Due to the end of the public health emergency (PHE), Medicaid redetermination has resumed. If you and your family are currently covered by Medicaid, you might be wondering what this means for you. Understanding coverage can be stressful, but with the right resources, you can ensure proper coverage for yourself and your family.
This blog will discuss what Medicaid redetermination means, who it affects, and how you can prepare.
What you need to know
At the beginning of COVID-19, the federal government ensured families would not lose Medicaid coverage during the pandemic. The legislation paused Medicaid redetermination, typically a yearly event that determines whether those receiving Medicaid benefits are still eligible for coverage.
During the redetermination process, each state Medicaid agency reviews an individual's income, household size, and other eligibility criteria to ensure they still qualify for Medicaid coverage. If the state determines they no longer qualify for Medicaid, their coverage will be terminated.
- Medicaid retermination means that states have begun their process of checking eligibility for Medicaid coverage.
- You may no longer be eligible if you have had a pay increase or if you have not updated your personal information with your state.
Who’s impacted
There are three main reasons why people typically lose their Medicaid coverage:
- Income: their income has increased, and they now earn too much money to be eligible for Medicaid
- Age: they turned 65 and are now eligible for Medicare
- Lack of information: if the State does not have the information they need (for example, address and contact information)
If you fall into one of these categories, you will need to take action to continue coverage. The Centers for Medicare and Medicaid (CMS) is working with states to make sure to provide resources for families transitioning away from Medicaid.
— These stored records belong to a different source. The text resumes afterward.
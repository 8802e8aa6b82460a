#[cfg(test)]
mod tests {
    use crate::parse::{is_component_tag, parse_component};
    use crate::transform::TransformOptions;
    use crate::validate::{
        AttributeValue, ComponentIR, ElementNode, RenderKind, TemplateNode, ERR_NO_DEFAULT_EXPORT,
        ERR_NO_RENDER_ROOT, ERR_PARSE,
    };

    fn parse(source: &str) -> ComponentIR {
        parse_component(source, "page/index.jsx", &TransformOptions::default()).unwrap()
    }

    fn root(component: &ComponentIR) -> &ElementNode {
        component.root_element().expect("render root")
    }

    fn tags(element: &ElementNode) -> Vec<&str> {
        element.child_elements().iter().map(|e| e.tag.as_str()).collect()
    }

    #[test]
    fn test_import_extraction() {
        let ir = parse(
            r#"
            import { View, Text as T } from '@tarojs/components'
            import Taro from '@tarojs/taro'
            import './index.scss'
            import styles from './card.module.css'
            import 'taro-ui/dist/style/index.scss'
            import helper from './util'
            export default function Index() { return <View /> }
        "#,
        );
        assert_eq!(ir.style_imports, vec!["./index.scss", "./card.module.css"]);
        assert_eq!(ir.native_components, vec!["View", "T"]);
    }

    #[test]
    fn test_default_export_forms() {
        let named = parse("export default function Index() { return <View /> }");
        assert_eq!(named.render_kind, RenderKind::Function);
        assert_eq!(named.name.as_deref(), Some("Index"));

        let anonymous = parse("export default function () { return (<View />) }");
        assert_eq!(anonymous.name, None);
        assert_eq!(root(&anonymous).tag, "View");

        let arrow = parse("export default () => (\n  <View />\n)");
        assert_eq!(arrow.render_kind, RenderKind::Arrow);

        let by_name = parse("const Page = () => { return <Text /> }\nexport default Page");
        assert_eq!(by_name.render_kind, RenderKind::Arrow);
        assert_eq!(root(&by_name).tag, "Text");

        let class = parse(
            r#"
            class Page extends Component {
              render() { return <View className='page' /> }
            }
            export default Page
        "#,
        );
        assert_eq!(class.render_kind, RenderKind::ClassRender);
        assert_eq!(class.name.as_deref(), Some("Page"));
    }

    #[test]
    fn test_missing_default_export() {
        let err = parse_component(
            "export function Index() { return <View /> }",
            "a.jsx",
            &TransformOptions::default(),
        )
        .unwrap_err();
        assert_eq!(err.code, ERR_NO_DEFAULT_EXPORT);
        assert_eq!(err.file, "a.jsx");
    }

    #[test]
    fn test_render_without_jsx() {
        let err = parse_component(
            "export default function Index() {\n  return null\n}",
            "a.jsx",
            &TransformOptions::default(),
        )
        .unwrap_err();
        assert_eq!(err.code, ERR_NO_RENDER_ROOT);
        assert_eq!(err.line, 2);
        assert_eq!(err.context.as_deref(), Some("null"));
    }

    #[test]
    fn test_syntax_error() {
        let err = parse_component(
            "export default () => (\n  <View>\n    <Text>\n  </View>\n)",
            "broken.jsx",
            &TransformOptions::default(),
        )
        .unwrap_err();
        assert_eq!(err.code, ERR_PARSE);
        assert_eq!(err.file, "broken.jsx");
        assert!(err.line >= 1);
    }

    #[test]
    fn test_class_helper_expansion() {
        let ir = parse(
            r#"
            export default class Page extends Component {
              renderHeader() {
                return <Text className='title'>Hello</Text>
              }
              render() {
                return (
                  <View className='page'>
                    {this.renderHeader()}
                  </View>
                )
              }
            }
        "#,
        );
        let page = root(&ir);
        match &page.children[0] {
            TemplateNode::Fragment(frag) => assert_eq!(frag.source.as_deref(), Some("renderHeader")),
            other => panic!("expected fragment, got {:?}", other),
        }
        let header = page.child_elements()[0];
        assert_eq!(header.tag, "Text");
        assert_eq!(header.static_class(), Some("title"));
        assert!(matches!(&header.children[0], TemplateNode::Text(t) if t.value == "Hello"));
    }

    #[test]
    fn test_function_helper_and_local_component() {
        let ir = parse(
            r#"
            function renderItem() {
              return <Image className='icon' />
            }
            const Card = ({ title }) => <View className='card'>{title}</View>
            export default function Index() {
              return (
                <View>
                  {renderItem()}
                  <Card title='x' />
                </View>
              )
            }
        "#,
        );
        let page = root(&ir);
        assert_eq!(tags(page), vec!["Image", "View"]);
        assert_eq!(page.child_elements()[1].static_class(), Some("card"));
    }

    #[test]
    fn test_native_components_are_not_expanded() {
        let ir = parse(
            r#"
            import { View } from '@tarojs/components'
            function View2() { return <Text /> }
            export default () => <View><View2 /></View>
        "#,
        );
        let page = root(&ir);
        assert_eq!(page.tag, "View");
        assert_eq!(tags(page), vec!["Text"]);
    }

    #[test]
    fn test_recursive_component_is_expanded_once() {
        let ir = parse(
            r#"
            function Tree() {
              return <View className='node'><Tree /></View>
            }
            export default () => <Tree />
        "#,
        );
        let node = root(&ir);
        assert_eq!(node.static_class(), Some("node"));
        assert_eq!(tags(node), vec!["Tree"]);
        assert!(node.child_elements()[0].is_component);
    }

    #[test]
    fn test_conditionals_and_map() {
        let ir = parse(
            r#"
            export default function List({ items, show }) {
              return (
                <View>
                  {show && <Text>on</Text>}
                  {show ? <Image /> : <Button />}
                  {items.map(item => (<View key={item.id} className='row' />))}
                  {items.length}
                  {/* comment */}
                </View>
              )
            }
        "#,
        );
        let list = root(&ir);
        assert_eq!(tags(list), vec!["Text", "Image", "Button", "View"]);
        match list.children.last() {
            Some(TemplateNode::Expression(e)) => assert_eq!(e.code, "items.length"),
            other => panic!("expected expression, got {:?}", other),
        }
    }

    #[test]
    fn test_attribute_kinds() {
        let ir = parse(
            "export default () => <View className={'x'} id={`y`} onClick={handle} hidden data-a=\"1\" {...rest} />",
        );
        let view = root(&ir);
        assert_eq!(view.static_class(), Some("x"));
        assert_eq!(view.attribute("id").unwrap().value, AttributeValue::Static("y".into()));
        assert_eq!(
            view.attribute("onClick").unwrap().value,
            AttributeValue::Dynamic("handle".into())
        );
        assert!(view.has_boolean_attribute("hidden"));
        assert_eq!(view.attribute("data-a").unwrap().value, AttributeValue::Static("1".into()));
        assert_eq!(view.attribute("...").unwrap().value, AttributeValue::Dynamic("rest".into()));
    }

    #[test]
    fn test_compile_mode_subtree() {
        let ir = parse(
            r#"
            export default () => (
              <View>
                <View compileMode>
                  <Text className='x' />
                </View>
                <Text />
              </View>
            )
        "#,
        );
        let page = root(&ir);
        let children = page.child_elements();
        assert!(!page.in_compile_mode);
        assert!(children[0].in_compile_mode);
        assert!(children[0].child_elements()[0].in_compile_mode);
        assert!(!children[1].in_compile_mode);
        assert_eq!(ir.compile_mode_roots, vec![children[0].span_start]);
    }

    #[test]
    fn test_compile_mode_with_value_is_not_a_root() {
        let ir = parse("export default () => <View compileMode={false}><Text /></View>");
        assert!(ir.compile_mode_roots.is_empty());
        assert!(!root(&ir).in_compile_mode);
    }

    #[test]
    fn test_locations() {
        let ir = parse("export default () => (\n  <View>\n    <Text className='t' />\n  </View>\n)");
        let text = root(&ir).child_elements()[0];
        assert_eq!((text.location.line, text.location.column), (3, 5));
        let class = text.class_attribute().unwrap();
        assert_eq!((class.location.line, class.location.column), (3, 11));
    }

    #[test]
    fn test_is_component_tag() {
        assert!(is_component_tag("View"));
        assert!(is_component_tag("Foo.Bar"));
        assert!(!is_component_tag("view"));
        assert!(!is_component_tag(""));
    }
}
Visit www.healthcare.gov to see what health plans are available for your family. You can also call your state’s Medicaid office to confirm your coverage.
Notices of redetermination
State Medicaid programs are required to send you notice of redetermination within 30 days to allow sufficient time for response. If you do not respond, the state must provide a 10-day notice before coverage is officially terminated.
Take action to ensure coverage.
To navigate the Medicaid redetermination process, families receiving Medicaid benefits should ensure their state Medicaid office has their correct contact information, including mailing address and phone number. If the Medicaid office requests additional information to verify eligibility, families should provide it as soon as possible and regularly check their email and mail for notices from the state Medicaid agency.
Completing the state's Redetermination Form for Medicaid online, which may require providing current address, household size, income, and information about other sources of health insurance, along with supporting documentation, is also essential.
Families should periodically check their Medicaid redetermination status by logging in to their state Medicaid agency's website or by calling their state office. Families should also ensure that healthcare providers like Hazel Health have updated health coverage information. If your insurance coverage changes, please provide your updated information to Hazel Health by calling 800-764-2935.
Resources:
- Healthcare.gov - A government website that provides information on health insurance and options for coverage.
- Centers for Medicare and Medicaid Services (CMS) - The CMS is a federal agency that oversees Medicaid and provides assistance with the redetermination process. Their toll-free hotline, 1-800-633-4227 can offer support.
- State Medicaid agencies - Each state has its own Medicaid program. Individuals can contact their state agency for support with the redetermination process.
- Local Medicaid offices - Some states have local Medicaid offices that offer in-person services. Check with your state’s Medicaid agency to find out if this is an option for you.
Medicaid redetermination can be stressful for families receiving Medicaid benefits, especially after the pause during COVID-19 Public Health Emergency. Families can ensure they maintain coverage and access healthcare resources by taking the proper steps. Stay informed and contact healthcare providers if you need assistance during this process.